While prices started from as little as $2 for a mid-grade cherry shrimp, Mr. O’Brien said rarer varieties, such as the blue metallic boa shrimp, could fetch up to $500 each.

“They have shrimp auctions where you bid on them online and some of the prices can just be confusing … to be quite honest, it’s a very, very strange pet industry,” he said.

The craze is catching on

Tony Alvevizopoulos, who lives in Melbourne, has been busy building his shrimp colonies.

Man standing in front of several aquariums containing dwarf shrimp
Tony Alevizopoulos has converted his backyard shed into a climate-controlled aquarium.(Provided by: Tony Alevizopoulos)

The longtime aquarium and fish keeping hobbyist said he first became interested in the microcrustaceans after he came across a Facebook post promoting them as an add-on tank accessory for underwater gardening, known as aquascaping.

“One of my local garden stores had them in one of their storage tanks that they used to harvest plants and I thought it’s interesting, maybe I’ll do something about it and try it,” Mr Alevizopoulos said.

He’s grown his collection to more than 1,000 with some basic chemistry skills, a little love and an impressive home, which now includes 13 tanks.

He has bred the collection with two species belonging to the Neocaridina and Caridina dwarf shrimp families.

Sir. Alevizopoulos said he preferred to keep each of his varieties separate in single colonies.

He said all oddities were removed.

“I have a cutout tank that your least desirable shrimp go in and it can be your best looking tank because it has so many different colors and patterns in it… it looks absolutely amazing,” he said.

Colony of burgundy dwarf shrimp
Wine red (pictured) is a variety of Taiwan’s beehives.(Provided by: Tony Alevizopoulos)

Sir. Alevizopoulos said the hobby was still in its infancy in Australia compared to the overseas market, where dwarf prawns had been farmed for decades.

“We’re not as advanced as Europe, Asia Pacific or the Americas, but we’re certainly growing very quickly,” he said.
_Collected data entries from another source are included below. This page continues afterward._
use chrono::NaiveDate;
use dioxus_logger::tracing;

use super::{birth_day, email, required};
use crate::{
    api::{ApiClient, HttpTransport},
    error::{api::ApiError, form::FormError},
    model::{
        notice::{IntoNotice, Notice},
        tourist::{TouristProfileDto, TouristProfileUpdateDto},
        trip::TripDto,
    },
};

/// Editable copy of the profile fields
#[derive(Clone, Debug, Default, PartialEq)]
pub struct ProfileForm {
    pub name: String,
    pub email: String,
    pub passport_number: String,
    pub country: String,
    pub address: String,
    pub birth_day: String,
}

impl ProfileForm {
    pub fn from_profile(profile: &TouristProfileDto) -> Self {
        Self {
            name: profile.name.clone(),
            email: profile.email.clone(),
            passport_number: profile.tourist.passport_number.clone(),
            country: profile.tourist.country.clone(),
            address: profile.tourist.address.clone(),
            birth_day: profile.tourist.birth_day.clone(),
        }
    }

    pub fn validate(&self) -> Result<TouristProfileUpdateDto, FormError> {
        Ok(TouristProfileUpdateDto {
            name: required(&self.name, "Name")?,
            email: email(&self.email)?,
            passport_number: required(&self.passport_number, "Passport number")?,
            country: required(&self.country, "Country")?,
            address: required(&self.address, "Address")?,
            birth_day: birth_day(&self.birth_day)?,
        })
    }
}

/// Outcome of loading the profile and the finished trips together
pub type AccountLoad = (
    Result<TouristProfileDto, ApiError>,
    Result<Vec<TripDto>, ApiError>,
);

/// State of the tourist account page
#[derive(Clone, Debug, PartialEq)]
pub struct TouristAccount {
    pub profile: Option<TouristProfileDto>,
    pub completed_trips: Vec<TripDto>,
    pub loading: bool,
    /// Present while the profile is being edited
    pub editing: Option<ProfileForm>,
    saving: bool,
}

impl Default for TouristAccount {
    fn default() -> Self {
        Self {
            profile: None,
            completed_trips: Vec::new(),
            loading: true,
            editing: None,
            saving: false,
        }
    }
}

impl TouristAccount {
    pub async fn fetch<T: HttpTransport>(api: &ApiClient<T>, tourist_id: i64) -> AccountLoad {
        futures::join!(
            api.get_tourist_profile(tourist_id),
            api.tourist_completed_trips(tourist_id),
        )
    }

    pub fn apply(&mut self, (profile, trips): AccountLoad) -> Vec<Notice> {
        let mut notices = Vec::new();

        match profile {
            Ok(profile) => self.profile = Some(profile),
            Err(e) => notices.push(e.into_notice()),
        }
        match trips {
            Ok(trips) => self.completed_trips = trips,
            Err(e) => notices.push(e.into_notice()),
        }
        self.loading = false;

        notices
    }

    pub fn is_saving(&self) -> bool {
        self.saving
    }

    /// Age in whole years on `today`, `None` without a readable birthday
    pub fn age(&self, today: NaiveDate) -> Option<u32> {
        let profile = self.profile.as_ref()?;
        let born = NaiveDate::parse_from_str(profile.tourist.birth_day.trim(), "%Y-%m-%d").ok()?;

        today.years_since(born).or_else(|| {
            tracing::debug!(birth_day = %born, "Birthday lies in the future");
            None
        })
    }

    pub fn begin_edit(&mut self) {
        if let Some(profile) = &self.profile {
            self.editing = Some(ProfileForm::from_profile(profile));
        }
    }

    pub fn cancel_edit(&mut self) {
        if !self.saving {
            self.editing = None;
        }
    }

    /// Validate the edited profile and mark the save as in flight, `Ok(None)` when not editing
    pub fn begin_save(&mut self) -> Result<Option<TouristProfileUpdateDto>, FormError> {
        let Some(form) = &self.editing else {
            return Ok(None);
        };
        if self.saving {
            return Err(FormError::SaveInFlight);
        }

        let update = form.validate()?;
        self.saving = true;

        Ok(Some(update))
    }

    /// Record the API's answer, a stored update replaces the shown profile
    pub fn finish_save(
        &mut self,
        update: TouristProfileUpdateDto,
        result: Result<(), ApiError>,
    ) -> Notice {
        self.saving = false;

        match result {
            Ok(()) => {
                if let Some(profile) = &mut self.profile {
                    profile.name = update.name;
                    profile.email = update.email;
                    profile.tourist.passport_number = update.passport_number;
                    profile.tourist.country = update.country;
                    profile.tourist.address = update.address;
                    profile.tourist.birth_day = update.birth_day;
                }
                self.editing = None;

                Notice::success("Profile updated successfully!")
            }
            Err(e) => {
                tracing::warn!("Failed to update tourist profile: {}", e);

                match e {
                    ApiError::Status { .. } => {
                        Notice::error("Failed to update profile. Please try again.")
                    }
                    other => other.into_notice(),
                }
            }
        }
    }
}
“We have Facebook pages like other hobbies where you share your ideas, share your experiences and try to get the public or the community to grow with the hobby as well.”

Sir. Alevizopoulos said that while they might not be able to pick up a stick or curl up on your lap like a dog or cat, they provided plenty of running entertainment.

“They’re very interesting to see how they go around eating and foraging for food and as well as seeing them go about their various activities, especially if you do a water change, it stimulates them and it’s actually quite interesting to see .” he said.